Appendix A: An Easier Road to the Basel Problem
Wikipedia contains a nice write up that helps show the intuition behind the relationship between coprimality and the Basel Problem. We do need to lay some foundation before we get there though, so let's derive a nice identity that will help us. First, note that if we start with the infinite sum $$ \sum_{i=1}^{\infty} \frac{1}{i^{2}} $$ we can in some sense "factor" it as follows: $$ \left(\frac{1}{1^{2}} + \frac{1}{2^{2}} + \frac{1}{3^{2}} + ... \right) = \left(1 + \frac{1}{2^{2}} + \frac{1}{2^{4}} + \frac{1}{2^{6}} + .... \right) \left(1 + \frac{1}{3^{2}} + \frac{1}{3^{4}} + \frac{1}{3^{6}} + .... \right)... = \prod_{p \in primes} \left(1+\frac{1}{p^{2}} + \frac{1}{p^{4}} + ... \right) $$ Now thinking back to our Calculus 2 days, we know that each of the terms in the product on the righthand side is an infinite geometric series with first term equal to 1 and ratio equal to $\frac{1}{p^{2}}$, and we have a nice tidy formula for each sum. The overall result is: $$ \sum_{i=1}^{\infty} \frac{1}{i^{2}} = \prod_{p \in primes} \left(1+\frac{1}{p^{2}} + \frac{1}{p^{4}} + ... \right) = \prod_{p \in primes} \left( \frac{1}{1-\frac{1}{p^{2}}} \right) $$ Now armed with this identity, we can apply it to the coprimality question.
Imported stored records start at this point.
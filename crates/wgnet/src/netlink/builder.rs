//! Request framing.

use zerocopy::{Immutable, IntoBytes};

use super::attr::{NLA_F_NESTED, NLA_HDRLEN, NlAttr, nla_align};
use super::error::{Error, Result};
use super::message::{NLMSG_HDRLEN, NlMsgHdr, nlmsg_align};

/// Open nested attribute; hand back to [`MessageBuilder::nest_end`].
#[derive(Debug, Clone, Copy)]
#[must_use]
pub struct NestToken {
    offset: usize,
}

/// Growable netlink request.
///
/// Every append keeps the buffer aligned, so the length written by
/// [`finish`](Self::finish) is always the running aligned sum. An attribute
/// whose length does not fit `nla_len` makes `finish` fail.
#[derive(Debug, Clone)]
pub struct MessageBuilder {
    buf: Vec<u8>,
    oversized: Option<usize>,
}

impl MessageBuilder {
    pub fn new(msg_type: u16, flags: u16) -> Self {
        let mut buf = Vec::with_capacity(256);
        buf.extend_from_slice(NlMsgHdr::new(msg_type, flags).as_bytes());
        Self {
            buf,
            oversized: None,
        }
    }

    pub fn len(&self) -> usize {
        self.buf.len()
    }

    /// True while only the header has been written.
    pub fn is_empty(&self) -> bool {
        self.buf.len() == NLMSG_HDRLEN
    }

    fn pad(&mut self, align: fn(usize) -> usize) {
        self.buf.resize(align(self.buf.len()), 0);
    }

    fn put(&mut self, offset: usize, bytes: &[u8]) {
        self.buf[offset..offset + bytes.len()].copy_from_slice(bytes);
    }

    fn attr_len(&mut self, len: usize) -> u16 {
        u16::try_from(len).unwrap_or_else(|_| {
            self.oversized.get_or_insert(len);
            0
        })
    }

    /// Append a family header such as `ifaddrmsg` or `genlmsghdr`.
    pub fn append<T: IntoBytes + Immutable>(&mut self, data: &T) {
        self.buf.extend_from_slice(data.as_bytes());
        self.pad(nlmsg_align);
    }

    pub fn append_attr(&mut self, attr_type: u16, data: &[u8]) {
        let header = NlAttr {
            nla_len: self.attr_len(NLA_HDRLEN + data.len()),
            nla_type: attr_type,
        };
        self.buf.extend_from_slice(header.as_bytes());
        self.buf.extend_from_slice(data);
        self.pad(nla_align);
    }

    pub fn append_attr_u8(&mut self, attr_type: u16, value: u8) {
        self.append_attr(attr_type, &[value]);
    }

    pub fn append_attr_u16(&mut self, attr_type: u16, value: u16) {
        self.append_attr(attr_type, &value.to_ne_bytes());
    }

    pub fn append_attr_u32(&mut self, attr_type: u16, value: u32) {
        self.append_attr(attr_type, &value.to_ne_bytes());
    }

    /// String attribute with its NUL terminator.
    pub fn append_attr_str(&mut self, attr_type: u16, value: &str) {
        let mut data = Vec::with_capacity(value.len() + 1);
        data.extend_from_slice(value.as_bytes());
        data.push(0);
        self.append_attr(attr_type, &data);
    }

    /// Open a nested attribute; its length is filled in by [`nest_end`](Self::nest_end).
    pub fn nest_start(&mut self, attr_type: u16) -> NestToken {
        let offset = self.buf.len();
        let header = NlAttr {
            nla_len: NLA_HDRLEN as u16,
            nla_type: attr_type | NLA_F_NESTED,
        };
        self.buf.extend_from_slice(header.as_bytes());
        NestToken { offset }
    }

    pub fn nest_end(&mut self, token: NestToken) {
        let len = self.attr_len(self.buf.len() - token.offset);
        self.put(token.offset, &len.to_ne_bytes());
        self.pad(nla_align);
    }

    pub fn set_seq(&mut self, seq: u32) {
        self.put(8, &seq.to_ne_bytes());
    }

    pub fn set_pid(&mut self, pid: u32) {
        self.put(12, &pid.to_ne_bytes());
    }

    /// Replace the flags given to [`new`](Self::new).
    pub fn set_flags(&mut self, flags: u16) {
        self.put(6, &flags.to_ne_bytes());
    }

    /// Patch `nlmsg_len` and return the frame.
    pub fn finish(mut self) -> Result<Vec<u8>> {
        if let Some(len) = self.oversized {
            return Err(Error::InvalidAttribute(format!(
                "attribute of {} bytes exceeds the {} byte limit",
                len,
                u16::MAX
            )));
        }
        let len = u32::try_from(self.buf.len())
            .map_err(|_| Error::InvalidMessage(format!("{} byte message", self.buf.len())))?;
        self.put(0, &len.to_ne_bytes());
        Ok(self.buf)
    }
}

#[cfg(test)]
mod tests {
    use super::*;
    use crate::netlink::attr::{AttrIter, NLA_HDRLEN, get};
    use crate::netlink::message::{NLM_F_ACK, NLM_F_REQUEST, NlMsgType};

    #[test]
    fn test_header_only() {
        let frame = MessageBuilder::new(NlMsgType::RTM_GETLINK, NLM_F_REQUEST).finish().unwrap();
        let hdr = NlMsgHdr::from_bytes(&frame).unwrap();
        assert_eq!(
            (hdr.nlmsg_len as usize, hdr.nlmsg_type, hdr.nlmsg_flags),
            (NLMSG_HDRLEN, NlMsgType::RTM_GETLINK, NLM_F_REQUEST)
        );
        assert_eq!(frame.len(), NLMSG_HDRLEN);
    }

    #[test]
    fn test_seq_pid_flags() {
        let mut builder = MessageBuilder::new(20, NLM_F_REQUEST);
        builder.set_seq(42);
        builder.set_pid(1234);
        builder.set_flags(NLM_F_REQUEST | NLM_F_ACK);
        let msg = builder.finish().unwrap();

        let header = NlMsgHdr::from_bytes(&msg).unwrap();
        assert_eq!(header.nlmsg_seq, 42);
        assert_eq!(header.nlmsg_pid, 1234);
        assert_eq!(header.nlmsg_flags, NLM_F_REQUEST | NLM_F_ACK);
    }

    #[test]
    fn test_attribute_padding() {
        let mut builder = MessageBuilder::new(NlMsgType::RTM_NEWLINK, NLM_F_REQUEST);
        builder.append_attr_u8(1, 0xab);
        assert_eq!(builder.len(), NLMSG_HDRLEN + 8);
        builder.append_attr_str(2, "wg0");
        assert_eq!(builder.len(), NLMSG_HDRLEN + 8 + NLA_HDRLEN + 4);
        let msg = builder.finish().unwrap();

        let attrs: Vec<_> = AttrIter::new(&msg[NLMSG_HDRLEN..]).collect();
        assert_eq!(attrs[0], (1, &[0xab][..]));
        assert_eq!(get::string(attrs[1].1).unwrap(), "wg0");
    }

    #[test]
    fn test_nested_attribute() {
        let mut builder = MessageBuilder::new(NlMsgType::RTM_NEWLINK, NLM_F_REQUEST);
        let nest = builder.nest_start(8);
        builder.append_attr_u32(2, 100);
        builder.nest_end(nest);
        let msg = builder.finish().unwrap();

        let (kind, payload) = AttrIter::new(&msg[NLMSG_HDRLEN..]).next().unwrap();
        assert_eq!(kind, 8);
        assert_eq!(payload.len(), NLA_HDRLEN + 4);
        let inner: Vec<_> = AttrIter::new(payload).collect();
        assert_eq!(get::u32_ne(inner[0].1).unwrap(), 100);

        // flag survives on the wire
        let raw_type = u16::from_ne_bytes([msg[NLMSG_HDRLEN + 2], msg[NLMSG_HDRLEN + 3]]);
        assert_ne!(raw_type & NLA_F_NESTED, 0);
    }

    #[test]
    fn test_oversized_nest_fails() {
        let mut builder = MessageBuilder::new(NlMsgType::RTM_NEWLINK, NLM_F_REQUEST);
        let nest = builder.nest_start(1);
        for i in 0..5000u16 {
            builder.append_attr(i & 0x7fff, &[0u8; 12]);
        }
        builder.nest_end(nest);
        assert!(builder.len() > usize::from(u16::MAX));
        assert!(matches!(builder.finish(), Err(Error::InvalidAttribute(_))));
    }

    #[test]
    fn test_oversized_attr_fails() {
        let mut builder = MessageBuilder::new(NlMsgType::RTM_NEWLINK, NLM_F_REQUEST);
        builder.append_attr(1, &vec![0u8; usize::from(u16::MAX)]);
        assert!(builder.finish().is_err());
    }
}
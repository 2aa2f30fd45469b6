//! Winnow parsers for RTNetlink replies.
//!
//! Only the link dump needs a typed parser here: WireGuard links are found
//! by walking `RTM_NEWLINK` replies and reading `IFLA_LINKINFO/IFLA_INFO_KIND`.

use winnow::binary::{Endianness, u16 as ne_u16};
use winnow::error::{ContextError, ErrMode};
use winnow::prelude::*;
use winnow::token::take;

use super::attr::{AttrIter, NLA_HDRLEN, NLA_TYPE_MASK, get, nla_align};
use super::error::{Error, Result};
use super::types::{IfInfoMsg, IflaAttr, IflaInfo};

/// Result type for winnow parsers.
pub type PResult<T> = core::result::Result<T, ErrMode<ContextError>>;

/// Parse one attribute header and payload, consuming its padding.
pub fn parse_attr<'a>(input: &mut &'a [u8]) -> PResult<(u16, &'a [u8])> {
    let len = ne_u16(Endianness::Native).parse_next(input)? as usize;
    let attr_type = ne_u16(Endianness::Native).parse_next(input)?;

    if len < NLA_HDRLEN {
        return Err(ErrMode::Cut(ContextError::new()));
    }

    let payload: &[u8] = take(len - NLA_HDRLEN).parse_next(input)?;

    let padding = nla_align(len) - len;
    if input.len() >= padding {
        let _: &[u8] = take(padding).parse_next(input)?;
    }

    Ok((attr_type & NLA_TYPE_MASK, payload))
}

/// A link as reported by an `RTM_GETLINK` dump.
#[derive(Debug, Clone, Default, PartialEq, Eq)]
pub struct LinkMessage {
    /// Interface index.
    pub index: u32,
    /// Interface name (IFLA_IFNAME).
    pub name: Option<String>,
    /// Link kind from IFLA_LINKINFO (e.g. "wireguard", "dummy").
    pub kind: Option<String>,
}

impl LinkMessage {
    /// Parse an `ifinfomsg` followed by its attributes.
    pub fn parse(input: &mut &[u8]) -> PResult<Self> {
        let header_bytes: &[u8] = take(IfInfoMsg::SIZE).parse_next(input)?;
        let header = IfInfoMsg::from_bytes(header_bytes)
            .map_err(|_| ErrMode::Cut(ContextError::new()))?;

        let mut msg = LinkMessage {
            index: header.ifi_index as u32,
            ..Default::default()
        };

        while input.len() >= NLA_HDRLEN {
            let (attr_type, payload) = parse_attr(input)?;
            match attr_type {
                t if t == IflaAttr::Ifname as u16 => {
                    msg.name = get::string(payload).ok().map(str::to_string);
                }
                t if t == IflaAttr::Linkinfo as u16 => {
                    msg.kind = AttrIter::new(payload)
                        .find(|(t, _)| *t == IflaInfo::Kind as u16)
                        .and_then(|(_, kind)| get::string(kind).ok())
                        .map(str::to_string);
                }
                _ => {}
            }
        }

        Ok(msg)
    }

    /// Parse from a complete message payload.
    pub fn from_bytes(data: &[u8]) -> Result<Self> {
        Self::parse
            .parse(data)
            .map_err(|e| Error::Parse(format!("link message: {}", e)))
    }

    /// Check whether this link has the given kind.
    pub fn is_kind(&self, kind: &str) -> bool {
        self.kind.as_deref() == Some(kind)
    }
}

#[cfg(test)]
mod tests {
    use super::*;
    use crate::netlink::builder::MessageBuilder;
    use crate::netlink::message::NLMSG_HDRLEN;

    fn link_payload(index: i32, name: &str, kind: Option<&str>) -> Vec<u8> {
        let mut builder = MessageBuilder::new(16, 0);
        builder.append(&IfInfoMsg::new().with_index(index));
        builder.append_attr_str(IflaAttr::Ifname as u16, name);
        if let Some(kind) = kind {
            let info = builder.nest_start(IflaAttr::Linkinfo as u16);
            builder.append_attr_str(IflaInfo::Kind as u16, kind);
            builder.nest_end(info);
        }
        builder.finish().unwrap()[NLMSG_HDRLEN..].to_vec()
    }

    #[test]
    fn test_parse_attr_consumes_padding() {
        let data = [5u8, 0, 1, 0, 0xaa, 0, 0, 0, 8, 0, 2, 0, 1, 2, 3, 4];
        let mut input = &data[..];
        let (t, p) = parse_attr(&mut input).unwrap();
        assert_eq!((t, p), (1, &[0xaa][..]));
        let (t, p) = parse_attr(&mut input).unwrap();
        assert_eq!((t, p), (2, &[1, 2, 3, 4][..]));
        assert!(input.is_empty());
    }

    #[test]
    fn test_parse_wireguard_link() {
        let payload = link_payload(9, "wg0", Some("wireguard"));
        let link = LinkMessage::from_bytes(&payload).unwrap();
        assert_eq!(link.index, 9);
        assert_eq!(link.name.as_deref(), Some("wg0"));
        assert!(link.is_kind("wireguard"));
    }

    #[test]
    fn test_parse_link_without_info() {
        let payload = link_payload(1, "lo", None);
        let link = LinkMessage::from_bytes(&payload).unwrap();
        assert_eq!(link.name.as_deref(), Some("lo"));
        assert!(link.kind.is_none());
        assert!(!link.is_kind("wireguard"));
    }

    #[test]
    fn test_parse_truncated_header() {
        assert!(LinkMessage::from_bytes(&[0u8; 4]).is_err());
    }
}
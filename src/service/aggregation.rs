use chrono::NaiveDate;

use crate::models::event::CalendarEvent;
use crate::models::week::WeekRecord;

/// The week paragraph and calendar events selected for the upcoming digest.
#[derive(Debug, Clone)]
pub struct NextWeek {
    pub week: WeekRecord,
    pub events: Vec<CalendarEvent>,
}

// The two windows differ on purpose: weeks are picked within 8 days, events
// within 7. Narrowing or widening either changes the digest contents that
// recipients have been receiving, so both bounds stay as they are.

/// First week record dated strictly within the next seven days, in list
/// order. `None` means there is nothing to announce, which is a defined
/// outcome rather than an error.
pub fn next_week(today: NaiveDate, weeks: &[WeekRecord]) -> Option<&WeekRecord> {
    weeks.iter().find(|week| {
        let days = (week.date - today).num_days();
        days > 0 && days < 8
    })
}

/// Events starting strictly within the next six days, feed order preserved.
pub fn events_in_window(today: NaiveDate, events: &[CalendarEvent]) -> Vec<CalendarEvent> {
    events
        .iter()
        .filter(|event| {
            let days = (event.start.date_naive() - today).num_days();
            days > 0 && days < 7
        })
        .cloned()
        .collect()
}

/// Join the week selection with its calendar events.
pub fn next_week_digest(
    today: NaiveDate,
    weeks: &[WeekRecord],
    events: &[CalendarEvent],
) -> Option<NextWeek> {
    let week = next_week(today, weeks)?.clone();
    let events = events_in_window(today, events);
    Some(NextWeek { week, events })
}
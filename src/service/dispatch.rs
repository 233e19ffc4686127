use std::collections::BTreeMap;

use tracing::info;

use crate::clients::mail_client::Mailer;
use crate::models::deadline::DeadlineRecord;
use crate::service::digest_service::{student_addendum, student_digest};

/// Send one personalized digest per student. The addendum is rendered once
/// per task count and shared by every student at that count. A transport
/// failure aborts the remaining sends.
pub async fn dispatch_digests<M: Mailer>(
    mailer: &M,
    subject: &str,
    common: &str,
    task_counts: &BTreeMap<u32, Vec<String>>,
    deadlines: &BTreeMap<u32, DeadlineRecord>,
) -> Result<usize, Box<dyn std::error::Error + Send + Sync>> {
    let mut sent = 0;
    for (task_number, students) in task_counts {
        let addendum = student_addendum(*task_number, deadlines);
        let body = student_digest(common, &addendum);
        for student in students {
            mailer.send(student, subject, &body).await?;
            sent += 1;
        }
        info!(
            "dispatched digest to {} students with {} registered tasks",
            students.len(),
            task_number
        );
    }
    Ok(sent)
}
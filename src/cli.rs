use chrono::Local;
use clap::{Parser, Subcommand};
use tracing::error;

use crate::clients::calendar_client::HttpCalendarClient;
use crate::clients::github_client::{GithubDocumentClient, GithubIssueClient};
use crate::clients::mail_client::ResendMailer;
use crate::config::AppConfig;
use crate::runtime::{self, DigestConfig, DigestOutcome};
use crate::service::stats_service::DEFAULT_STATS_MARKER;
use crate::service::week_service::DEFAULT_WEEK_BOUND;

#[derive(Parser)]
struct Cli {
    #[command(subcommand)]
    command: Commands,
}

#[derive(Subcommand)]
enum Commands {
    /// Build this week's digest and mail every registered student.
    Run,
    /// Build this week's digest and print it without sending anything.
    Preview,
}

pub async fn cli(config: AppConfig) {
    // Fine to panic here
    let cli = Cli::parse();
    let get_prop = |key: &str| -> Option<String> {
        config.get(key).or_else(|| std::env::var(key).ok())
    };
    let require = |key: &str| -> String {
        get_prop(key).unwrap_or_else(|| panic!("{} must be set", key))
    };

    let http = reqwest::Client::new();
    let documents = GithubDocumentClient::new(http.clone(), require("DOCUMENT_URL"));
    let calendar = HttpCalendarClient::new(http.clone(), require("CALENDAR_URL"));
    let reports = GithubIssueClient::new(http, require("ISSUE_SEARCH_URL"));

    let digest_config = DigestConfig {
        course_name: get_prop("COURSE_NAME").unwrap_or("DevOps".to_string()),
        course_code: get_prop("COURSE_CODE").unwrap_or("DD2482".to_string()),
        stats_marker: get_prop("STATS_MARKER").unwrap_or(DEFAULT_STATS_MARKER.to_string()),
        nb_weeks: DEFAULT_WEEK_BOUND,
    };
    let today = Local::now().date_naive();

    match &cli.command {
        Commands::Run => {
            let mailer = ResendMailer::new(
                &require("RESEND_API_KEY"),
                require("MAIL_FROM"),
                require("MAIL_DOMAIN"),
            );
            match runtime::run_digest(&documents, &calendar, &reports, &mailer, &digest_config, today)
                .await
            {
                Ok(DigestOutcome::Sent { students }) => {
                    println!("Sent the weekly digest to {} students", students);
                }
                Ok(DigestOutcome::NoUpcomingWeek) => {
                    println!("No upcoming week to announce, nothing sent");
                }
                Err(e) => {
                    error!("digest run aborted: {}", e);
                    std::process::exit(1);
                }
            }
        }
        Commands::Preview => {
            match runtime::build_digest(&documents, &calendar, &reports, &digest_config, today)
                .await
            {
                Ok(Some(bundle)) => {
                    println!("Subject: {}\n", bundle.subject);
                    println!("{}", bundle.common);
                    for (task_number, students) in &bundle.task_counts {
                        let addendum = crate::service::digest_service::student_addendum(
                            *task_number,
                            &bundle.deadlines,
                        );
                        println!("--- students at {} tasks: {}", task_number, students.join(", "));
                        println!("{}\n", addendum);
                    }
                }
                Ok(None) => println!("No upcoming week to announce"),
                Err(e) => {
                    error!("digest preview aborted: {}", e);
                    std::process::exit(1);
                }
            }
        }
    }
}
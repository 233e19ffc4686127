use chrono::DateTime;
use chrono_tz::Tz;

/// One calendar occurrence, start and end normalized to the course timezone.
#[derive(Debug, Clone, PartialEq, Eq)]
pub struct CalendarEvent {
    pub summary: String,
    pub start: DateTime<Tz>,
    pub end: DateTime<Tz>,
    pub location: String,
}
use tracing::info;

use crate::error::FetchError;

/// Provides the raw iCalendar feed text.
pub trait CalendarSource {
    async fn fetch_calendar(&self) -> Result<String, FetchError>;
}

pub struct HttpCalendarClient {
    client: reqwest::Client,
    url: String,
}

impl HttpCalendarClient {
    pub fn new(client: reqwest::Client, url: String) -> Self {
        Self { client, url }
    }
}

impl CalendarSource for HttpCalendarClient {
    async fn fetch_calendar(&self) -> Result<String, FetchError> {
        let response = self
            .client
            .get(&self.url)
            .header("User-Agent", "digestBot")
            .send()
            .await?;
        let status = response.status();
        if !status.is_success() {
            return Err(FetchError::Status(status));
        }
        let feed = response.text().await?;
        info!("fetched calendar feed, {} bytes", feed.len());
        Ok(feed)
    }
}
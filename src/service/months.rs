use crate::error::ExtractError;
use crate::service::text_rules::FULL_MONTHS;

/// Resolve a month token, full name or 3-letter abbreviation, to 1..=12.
/// The source date cannot be trusted past an unknown token, so the caller
/// must treat the error as fatal for the line being processed.
pub fn month_number(token: &str) -> Result<u32, ExtractError> {
    let lower = token.trim().to_lowercase();
    for (idx, name) in FULL_MONTHS.iter().enumerate() {
        if lower == *name || lower == name[..3] {
            return Ok(idx as u32 + 1);
        }
    }
    Err(ExtractError::MonthFormat(token.to_string()))
}
use std::collections::BTreeMap;

use crate::models::deadline::DeadlineRecord;
use crate::models::event::CalendarEvent;
use crate::service::aggregation::NextWeek;

/// Disclosure appended to every outgoing message.
pub const AUTO_TRAILER: &str =
    "This message is automatically generated, please do not respond";

/// One schedule line per event. Summaries from the scheduling system come in
/// Swedish, the two known kinds are translated, anything else passes through.
pub fn event_line(event: &CalendarEvent) -> String {
    let mut category = event.summary.as_str();
    if event.summary.contains("Laboration") {
        category = "Laboratory";
    }
    if event.summary.contains("Lektion") {
        category = "Lecture";
    }
    format!(
        "- {} on {} from {} to {} in room {}",
        category,
        event.start.format("%A %dth %B"),
        event.start.format("%Hh%M"),
        event.end.format("%Hh%M"),
        event.location
    )
}

/// Reflow the raw week paragraph into mail-ready text: markdown bullets
/// become dashes, the heading loses its brackets, and "material" lines are
/// unfolded into an indented sub-list with `name:` prefixes.
pub fn week_program_text(body: &str) -> String {
    let mut text = String::new();
    for line in body.replace('*', "-").lines() {
        if line.is_empty() {
            continue;
        }
        let reshaped = if line.contains("Week") {
            line.trim().replace('[', "").replace(']', " ")
        } else if line.contains("material") {
            line.replace('[', "\n     -")
                .replace(']', ": ")
                .replace(')', "")
                .replace('(', "")
                .replace("and", "")
                .replace(',', "")
        } else {
            line.to_string()
        };
        text.push_str(&reshaped);
        text.push('\n');
    }
    text
}

/// The announcement shared by every recipient: the program for the selected
/// week followed by its schedule.
pub fn common_digest(course_name: &str, next_week: &NextWeek) -> String {
    let mut schedule = String::new();
    for event in &next_week.events {
        schedule.push_str(&event_line(event));
        schedule.push('\n');
    }
    let program = week_program_text(&next_week.week.body);
    format!(
        "Hello,\nHere is the summary for next week {course_name} course\n\n\
         Program of {program}\nSchedule:\n{schedule}"
    )
}

/// Per-student task status. A student at or past the last known deadline is
/// congratulated; everyone else is told their next deadline, picking the
/// closest following task number when the schedule skips one.
pub fn student_addendum(
    task_number: u32,
    deadlines: &BTreeMap<u32, DeadlineRecord>,
) -> String {
    let mut text = String::from("\nTask summary\n");
    let highest = deadlines.keys().next_back().copied().unwrap_or(0);
    if task_number >= highest {
        text.push_str("You have registered all your tasks! Congrats.");
        return text;
    }
    match deadlines.range(task_number + 1..).next() {
        Some((_, next)) => {
            let optional = if next.optional { " (optional) " } else { " " };
            let plural = if task_number < 2 { "" } else { "s" };
            text.push_str(&format!(
                "You have {} task{} registered and your next{}task is {}",
                task_number,
                plural,
                optional,
                next.due_at.format("%A %dth %B %H:%M")
            ));
        }
        None => text.push_str("You have registered all your tasks! Congrats."),
    }
    text
}

/// Full message body for one student.
pub fn student_digest(common: &str, addendum: &str) -> String {
    format!("{common}\n{addendum}\n\n{AUTO_TRAILER}")
}

#[cfg(test)]
mod tests {
    use super::*;
    use crate::models::week::WeekRecord;
    use crate::service::calendar_service::COURSE_TZ;
    use chrono::{NaiveDate, TimeZone};

    fn event(summary: &str, location: &str) -> CalendarEvent {
        let start = COURSE_TZ.with_ymd_and_hms(2026, 3, 16, 13, 0, 0).unwrap();
        CalendarEvent {
            summary: summary.to_string(),
            start,
            end: start + chrono::Duration::hours(2),
            location: location.to_string(),
        }
    }

    fn deadline(task_number: u32, month: u32, day: u32, optional: bool) -> DeadlineRecord {
        DeadlineRecord {
            task_number,
            due_at: NaiveDate::from_ymd_opt(2026, month, day)
                .unwrap()
                .and_hms_opt(23, 0, 0)
                .unwrap(),
            optional,
        }
    }

    fn deadline_map(records: Vec<DeadlineRecord>) -> BTreeMap<u32, DeadlineRecord> {
        records
            .into_iter()
            .map(|record| (record.task_number, record))
            .collect()
    }

    #[test]
    fn event_lines_translate_known_summaries() {
        assert_eq!(
            event_line(&event("Laboration 2", "B1")),
            "- Laboratory on Monday 16th March from 13h00 to 15h00 in room B1"
        );
        assert_eq!(
            event_line(&event("Lektion 5", "E32")),
            "- Lecture on Monday 16th March from 13h00 to 15h00 in room E32"
        );
    }

    #[test]
    fn unknown_summaries_pass_through_as_category() {
        let line = event_line(&event("Guest seminar", "D2"));
        assert!(line.starts_with("- Guest seminar on "));
    }

    #[test]
    fn program_heading_loses_brackets_and_material_lines_unfold() {
        let body = "Week 3 ([Mar 14])\n\
                    \n\
                    * Reading material [Intro](https://a.io) and [Guide](https://b.io)\n\
                    * Bring laptops\n";
        let program = week_program_text(body);

        assert!(program.starts_with("Week 3 (Mar 14 )\n"));
        assert!(program.contains("\n     -Intro: "));
        assert!(program.contains("\n     -Guide: "));
        assert!(!program.contains("and"));
        assert!(program.contains("- Bring laptops\n"));
    }

    #[test]
    fn empty_lines_are_dropped_from_the_program() {
        let program = week_program_text("Week 1 (Jan 5)\n\n\nLecture only\n");
        assert_eq!(program, "Week 1 (Jan 5)\nLecture only\n");
    }

    #[test]
    fn common_digest_carries_program_and_schedule() {
        let next_week = NextWeek {
            week: WeekRecord {
                week_number: 3,
                date: NaiveDate::from_ymd_opt(2026, 3, 14).unwrap(),
                body: "Week 3 (Mar 14)\nLecture on pipelines\n".to_string(),
            },
            events: vec![event("Lektion 5", "E32")],
        };
        let digest = common_digest("DevOps", &next_week);

        assert!(digest.contains("summary for next week DevOps course"));
        assert!(digest.contains("Program of Week 3 (Mar 14)\n"));
        assert!(digest.contains("Schedule:\n- Lecture on Monday 16th March"));
    }

    #[test]
    fn addendum_names_the_next_deadline() {
        let deadlines = deadline_map(vec![
            deadline(1, 1, 15, false),
            deadline(2, 2, 15, false),
            deadline(3, 3, 15, false),
        ]);
        let text = student_addendum(1, &deadlines);

        assert!(text.starts_with("\nTask summary\n"));
        assert!(text.contains("You have 1 task registered"));
        assert!(text.contains("your next task is Sunday 15th February 23:00"));
    }

    #[test]
    fn plural_kicks_in_at_two_tasks() {
        let deadlines = deadline_map(vec![
            deadline(1, 1, 15, false),
            deadline(2, 2, 15, false),
            deadline(3, 3, 15, false),
            deadline(4, 4, 15, false),
        ]);
        assert!(student_addendum(2, &deadlines).contains("You have 2 tasks registered"));
    }

    #[test]
    fn optional_deadlines_are_flagged() {
        let deadlines = deadline_map(vec![
            deadline(1, 1, 15, false),
            deadline(2, 2, 15, true),
            deadline(3, 3, 15, false),
        ]);
        assert!(student_addendum(1, &deadlines).contains("your next (optional) task is"));
    }

    #[test]
    fn finished_students_get_the_completion_message() {
        let deadlines = deadline_map(vec![deadline(1, 1, 15, false), deadline(2, 2, 15, false)]);
        for done in [2, 3, 10] {
            let text = student_addendum(done, &deadlines);
            assert!(text.contains("You have registered all your tasks! Congrats."));
        }
    }

    #[test]
    fn sparse_deadline_keys_fall_forward_to_the_next_task() {
        let deadlines = deadline_map(vec![deadline(1, 1, 15, false), deadline(4, 4, 15, false)]);
        let text = student_addendum(1, &deadlines);
        assert!(text.contains("your next task is Wednesday 15th April 23:00"));
    }

    #[test]
    fn empty_deadline_schedule_still_renders() {
        let text = student_addendum(0, &BTreeMap::new());
        assert!(text.contains("Congrats"));
    }

    #[test]
    fn student_digest_ends_with_the_trailer() {
        let body = student_digest("common part", "\nTask summary\naddendum part");
        assert!(body.starts_with("common part\n"));
        assert!(body.ends_with(AUTO_TRAILER));
    }
}
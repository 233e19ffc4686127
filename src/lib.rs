#![allow(non_snake_case)]

pub mod clients;
pub mod config;
pub mod error;
pub mod models;
pub mod runtime;
pub mod service;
To begin, note that "half" of all numbers are divisble by two, so it stands to reason that if you pick an integer randomly the odds it's divisible by two should by $\frac{1}{2}$. Building off of this logic, it shouldn't be tough to see that if we consider an arbitrary prime $p$, the likelihood that a randomly selected number is divisible by this is $\frac{1}{p}$, and furthermore that the likelihood of two randomly selected integers, say $a$ and $b$, both being divisble by $p$ is $\frac{1}{p^{2}}$. Taking this one small step further, we see the likelihood that at least one of of $a$ and $b$ not being divisible by $p$ would be $1 - \frac{1}{p^{2}}$. Of course we would need this to be true for $every$ prime, so we have the following infinite product: $$ \prod_{p \in primes}\left( 1 - \frac{1}{p^{2}} \right) = \frac{6}{\pi^{2}} \approx 60.8\% $$ And that's how our question about coprimality is related to the Basel Problem. I know the notion of probability can get a little shaky with infinite quanitities such as "all the integers" (if I'm not mistaken I think measure theory is a field that kind of extends the notion of probability to infinite sets), but it does seem to work out in this case.